Exercise brief => Of the entries below, return only those lines from the line with "filename tests/table_tests/writer_tests.rs" to the line with "use sparsekv::config::BLOCK_SIZE;", exactly, both included.

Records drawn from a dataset

• • • • •

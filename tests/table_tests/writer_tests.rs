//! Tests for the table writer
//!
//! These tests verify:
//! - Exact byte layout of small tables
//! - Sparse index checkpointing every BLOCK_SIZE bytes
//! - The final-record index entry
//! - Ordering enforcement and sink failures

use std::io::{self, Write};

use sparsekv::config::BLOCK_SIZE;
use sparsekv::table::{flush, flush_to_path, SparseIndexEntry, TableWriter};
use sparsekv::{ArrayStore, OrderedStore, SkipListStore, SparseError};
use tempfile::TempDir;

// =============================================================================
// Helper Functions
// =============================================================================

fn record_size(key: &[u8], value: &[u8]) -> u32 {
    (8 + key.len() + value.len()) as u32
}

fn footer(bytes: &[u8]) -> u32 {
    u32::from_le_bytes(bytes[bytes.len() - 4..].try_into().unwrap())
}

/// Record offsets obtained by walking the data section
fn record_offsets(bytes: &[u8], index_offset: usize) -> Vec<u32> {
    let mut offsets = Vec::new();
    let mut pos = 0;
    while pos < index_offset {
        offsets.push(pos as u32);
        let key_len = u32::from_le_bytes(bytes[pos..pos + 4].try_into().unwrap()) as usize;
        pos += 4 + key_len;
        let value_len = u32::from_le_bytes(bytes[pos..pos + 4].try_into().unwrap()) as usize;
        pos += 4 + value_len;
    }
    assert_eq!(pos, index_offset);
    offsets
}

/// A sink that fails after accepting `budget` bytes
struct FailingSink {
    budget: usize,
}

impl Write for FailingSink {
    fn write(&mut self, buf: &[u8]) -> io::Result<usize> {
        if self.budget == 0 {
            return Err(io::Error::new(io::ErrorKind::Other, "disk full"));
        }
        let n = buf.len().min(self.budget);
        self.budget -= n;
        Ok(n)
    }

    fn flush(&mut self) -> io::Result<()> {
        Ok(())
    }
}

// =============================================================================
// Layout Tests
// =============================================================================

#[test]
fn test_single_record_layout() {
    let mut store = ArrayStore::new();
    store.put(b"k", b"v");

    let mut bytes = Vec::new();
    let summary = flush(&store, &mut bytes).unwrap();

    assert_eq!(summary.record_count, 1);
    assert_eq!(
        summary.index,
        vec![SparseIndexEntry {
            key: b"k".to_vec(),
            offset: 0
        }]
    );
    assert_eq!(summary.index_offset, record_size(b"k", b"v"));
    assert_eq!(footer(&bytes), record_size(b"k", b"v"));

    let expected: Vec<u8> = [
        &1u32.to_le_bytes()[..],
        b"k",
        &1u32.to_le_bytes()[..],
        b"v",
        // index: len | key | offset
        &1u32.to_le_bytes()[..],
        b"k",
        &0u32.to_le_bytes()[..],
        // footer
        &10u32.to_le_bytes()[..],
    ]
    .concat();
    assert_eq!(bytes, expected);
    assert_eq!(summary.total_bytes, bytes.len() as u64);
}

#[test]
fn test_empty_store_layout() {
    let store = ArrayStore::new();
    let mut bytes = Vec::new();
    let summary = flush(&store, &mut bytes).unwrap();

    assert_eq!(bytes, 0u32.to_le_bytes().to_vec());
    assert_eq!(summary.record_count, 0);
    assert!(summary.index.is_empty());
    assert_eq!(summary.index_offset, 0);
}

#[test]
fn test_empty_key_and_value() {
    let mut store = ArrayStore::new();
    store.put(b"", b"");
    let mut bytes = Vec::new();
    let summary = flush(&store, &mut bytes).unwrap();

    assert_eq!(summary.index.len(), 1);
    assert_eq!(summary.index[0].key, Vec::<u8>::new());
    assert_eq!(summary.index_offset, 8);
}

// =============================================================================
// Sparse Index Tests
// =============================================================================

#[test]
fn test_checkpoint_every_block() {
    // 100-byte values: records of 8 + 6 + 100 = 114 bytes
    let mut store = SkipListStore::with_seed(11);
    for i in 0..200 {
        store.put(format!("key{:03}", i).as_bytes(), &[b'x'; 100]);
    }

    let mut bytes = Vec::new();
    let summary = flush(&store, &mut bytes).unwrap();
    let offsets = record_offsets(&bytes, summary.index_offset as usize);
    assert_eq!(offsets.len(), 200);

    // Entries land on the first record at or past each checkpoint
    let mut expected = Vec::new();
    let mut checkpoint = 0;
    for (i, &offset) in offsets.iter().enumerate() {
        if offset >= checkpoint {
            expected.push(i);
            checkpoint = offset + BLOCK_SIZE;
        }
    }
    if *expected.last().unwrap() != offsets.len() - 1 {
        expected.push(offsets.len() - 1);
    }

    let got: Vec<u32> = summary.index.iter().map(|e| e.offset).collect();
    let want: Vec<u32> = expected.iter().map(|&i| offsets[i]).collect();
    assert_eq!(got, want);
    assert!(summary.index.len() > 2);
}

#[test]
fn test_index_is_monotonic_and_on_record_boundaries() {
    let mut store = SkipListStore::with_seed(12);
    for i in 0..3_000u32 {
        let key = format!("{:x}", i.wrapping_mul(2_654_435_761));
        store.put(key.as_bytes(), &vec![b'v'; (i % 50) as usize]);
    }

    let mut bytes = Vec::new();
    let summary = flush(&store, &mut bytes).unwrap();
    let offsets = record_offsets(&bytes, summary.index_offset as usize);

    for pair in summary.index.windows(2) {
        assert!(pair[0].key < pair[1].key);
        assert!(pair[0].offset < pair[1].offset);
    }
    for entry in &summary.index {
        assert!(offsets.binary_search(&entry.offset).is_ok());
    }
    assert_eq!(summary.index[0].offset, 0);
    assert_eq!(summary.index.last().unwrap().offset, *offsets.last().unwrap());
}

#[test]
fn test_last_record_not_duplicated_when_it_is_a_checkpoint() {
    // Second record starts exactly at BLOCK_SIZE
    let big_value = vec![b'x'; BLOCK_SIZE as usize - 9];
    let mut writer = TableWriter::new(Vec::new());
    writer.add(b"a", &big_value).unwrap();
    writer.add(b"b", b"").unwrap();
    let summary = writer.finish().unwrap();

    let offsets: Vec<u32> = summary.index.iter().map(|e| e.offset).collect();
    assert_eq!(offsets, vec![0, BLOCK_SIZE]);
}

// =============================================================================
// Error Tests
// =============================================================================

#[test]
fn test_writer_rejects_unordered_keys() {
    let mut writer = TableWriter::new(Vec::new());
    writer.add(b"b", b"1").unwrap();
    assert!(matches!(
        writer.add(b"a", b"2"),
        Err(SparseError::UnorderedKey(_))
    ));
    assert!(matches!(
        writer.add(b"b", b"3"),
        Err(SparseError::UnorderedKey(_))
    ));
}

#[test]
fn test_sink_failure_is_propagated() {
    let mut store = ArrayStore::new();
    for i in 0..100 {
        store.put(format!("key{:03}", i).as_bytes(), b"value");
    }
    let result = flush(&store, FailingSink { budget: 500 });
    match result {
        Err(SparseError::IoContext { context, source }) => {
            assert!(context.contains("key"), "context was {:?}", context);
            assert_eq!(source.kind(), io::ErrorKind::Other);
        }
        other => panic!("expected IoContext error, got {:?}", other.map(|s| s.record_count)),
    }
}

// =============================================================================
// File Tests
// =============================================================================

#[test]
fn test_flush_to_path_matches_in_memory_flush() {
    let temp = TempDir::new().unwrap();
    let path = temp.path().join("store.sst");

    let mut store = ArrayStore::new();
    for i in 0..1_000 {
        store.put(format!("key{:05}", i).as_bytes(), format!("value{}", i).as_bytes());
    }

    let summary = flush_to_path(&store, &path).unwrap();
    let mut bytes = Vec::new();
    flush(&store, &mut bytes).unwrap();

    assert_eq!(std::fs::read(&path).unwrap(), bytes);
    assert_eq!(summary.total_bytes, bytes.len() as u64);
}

• • • • •

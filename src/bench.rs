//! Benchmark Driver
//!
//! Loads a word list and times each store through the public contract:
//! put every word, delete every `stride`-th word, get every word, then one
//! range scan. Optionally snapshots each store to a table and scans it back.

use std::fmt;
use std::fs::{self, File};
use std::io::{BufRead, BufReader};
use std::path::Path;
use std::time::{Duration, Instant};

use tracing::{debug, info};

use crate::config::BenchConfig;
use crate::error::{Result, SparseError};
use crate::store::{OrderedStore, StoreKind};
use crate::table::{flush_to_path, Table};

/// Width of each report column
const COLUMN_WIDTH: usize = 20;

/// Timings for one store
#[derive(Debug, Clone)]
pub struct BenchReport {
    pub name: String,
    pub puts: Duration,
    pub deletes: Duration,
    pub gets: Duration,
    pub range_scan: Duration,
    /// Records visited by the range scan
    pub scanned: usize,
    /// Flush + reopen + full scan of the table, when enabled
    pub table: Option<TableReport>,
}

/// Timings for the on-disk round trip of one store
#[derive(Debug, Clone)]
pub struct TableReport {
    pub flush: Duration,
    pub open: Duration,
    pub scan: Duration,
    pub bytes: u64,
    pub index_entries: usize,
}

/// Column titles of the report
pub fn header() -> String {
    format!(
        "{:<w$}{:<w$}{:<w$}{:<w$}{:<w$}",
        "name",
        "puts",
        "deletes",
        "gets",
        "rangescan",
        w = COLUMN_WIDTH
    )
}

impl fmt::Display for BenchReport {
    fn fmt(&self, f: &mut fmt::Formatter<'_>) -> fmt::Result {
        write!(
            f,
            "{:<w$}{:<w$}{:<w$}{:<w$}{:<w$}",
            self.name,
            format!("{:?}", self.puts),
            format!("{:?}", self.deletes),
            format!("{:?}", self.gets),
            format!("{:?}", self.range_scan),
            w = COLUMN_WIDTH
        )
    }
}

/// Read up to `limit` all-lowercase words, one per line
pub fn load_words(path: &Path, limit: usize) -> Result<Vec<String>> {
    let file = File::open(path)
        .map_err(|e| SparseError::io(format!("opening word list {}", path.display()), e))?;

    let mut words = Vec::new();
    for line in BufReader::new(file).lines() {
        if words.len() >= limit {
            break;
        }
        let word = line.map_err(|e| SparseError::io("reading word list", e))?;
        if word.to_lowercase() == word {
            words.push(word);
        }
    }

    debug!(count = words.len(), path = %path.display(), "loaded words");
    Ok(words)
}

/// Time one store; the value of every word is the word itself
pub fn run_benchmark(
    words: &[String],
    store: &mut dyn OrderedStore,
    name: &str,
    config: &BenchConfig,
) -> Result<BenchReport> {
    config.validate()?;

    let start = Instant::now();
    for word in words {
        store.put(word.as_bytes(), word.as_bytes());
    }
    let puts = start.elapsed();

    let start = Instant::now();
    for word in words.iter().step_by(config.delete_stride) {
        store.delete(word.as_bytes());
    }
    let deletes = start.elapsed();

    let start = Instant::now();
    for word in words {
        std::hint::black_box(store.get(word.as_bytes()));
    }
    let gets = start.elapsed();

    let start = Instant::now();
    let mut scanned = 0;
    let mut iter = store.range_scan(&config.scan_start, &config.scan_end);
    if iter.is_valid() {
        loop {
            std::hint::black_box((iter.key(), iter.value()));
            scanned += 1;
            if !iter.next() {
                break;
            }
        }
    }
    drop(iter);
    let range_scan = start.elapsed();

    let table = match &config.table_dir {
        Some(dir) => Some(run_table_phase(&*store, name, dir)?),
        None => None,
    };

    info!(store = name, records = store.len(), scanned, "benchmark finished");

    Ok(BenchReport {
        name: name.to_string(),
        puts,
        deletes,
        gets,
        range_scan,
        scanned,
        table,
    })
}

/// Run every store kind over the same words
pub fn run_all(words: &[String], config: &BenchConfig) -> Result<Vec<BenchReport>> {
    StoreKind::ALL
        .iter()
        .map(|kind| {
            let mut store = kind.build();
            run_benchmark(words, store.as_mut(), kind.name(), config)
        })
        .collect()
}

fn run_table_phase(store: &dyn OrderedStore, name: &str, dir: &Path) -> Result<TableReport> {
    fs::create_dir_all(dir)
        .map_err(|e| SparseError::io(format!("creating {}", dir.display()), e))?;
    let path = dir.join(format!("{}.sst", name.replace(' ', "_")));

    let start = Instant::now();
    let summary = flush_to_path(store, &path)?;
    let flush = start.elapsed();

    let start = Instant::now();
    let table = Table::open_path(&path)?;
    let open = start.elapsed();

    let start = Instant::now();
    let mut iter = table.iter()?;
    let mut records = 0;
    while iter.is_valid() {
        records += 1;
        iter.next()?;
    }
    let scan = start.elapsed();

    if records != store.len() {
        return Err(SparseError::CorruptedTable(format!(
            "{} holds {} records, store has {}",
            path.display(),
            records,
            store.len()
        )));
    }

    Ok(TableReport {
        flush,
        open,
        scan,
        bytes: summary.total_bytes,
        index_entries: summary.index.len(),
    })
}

• • • • •

Solution to the problem =>
filename tests/table_tests/writer_tests.rs
//! Tests for the table writer
//!
//! These tests verify:
//! - Exact byte layout of small tables
//! - Sparse index checkpointing every BLOCK_SIZE bytes
//! - The final-record index entry
//! - Ordering enforcement and sink failures

use std::io::{self, Write};

use sparsekv::config::BLOCK_SIZE;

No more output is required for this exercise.